**Activity**
Find every line below where the string "fresh" shows up, and copy those lines.

== Record extracts

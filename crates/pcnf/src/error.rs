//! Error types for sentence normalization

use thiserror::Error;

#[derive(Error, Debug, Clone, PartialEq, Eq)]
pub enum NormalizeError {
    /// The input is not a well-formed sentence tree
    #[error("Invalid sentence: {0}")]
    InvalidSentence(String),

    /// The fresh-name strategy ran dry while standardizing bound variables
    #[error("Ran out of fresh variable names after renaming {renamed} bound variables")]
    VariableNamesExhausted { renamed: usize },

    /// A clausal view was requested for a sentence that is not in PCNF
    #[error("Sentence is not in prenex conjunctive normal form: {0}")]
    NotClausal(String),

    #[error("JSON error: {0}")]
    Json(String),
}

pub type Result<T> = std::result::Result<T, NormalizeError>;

====

**Answer to this problem**
    /// The fresh-name strategy ran dry while standardizing bound variables
    #[error("Ran out of fresh variable names after renaming {renamed} bound variables")]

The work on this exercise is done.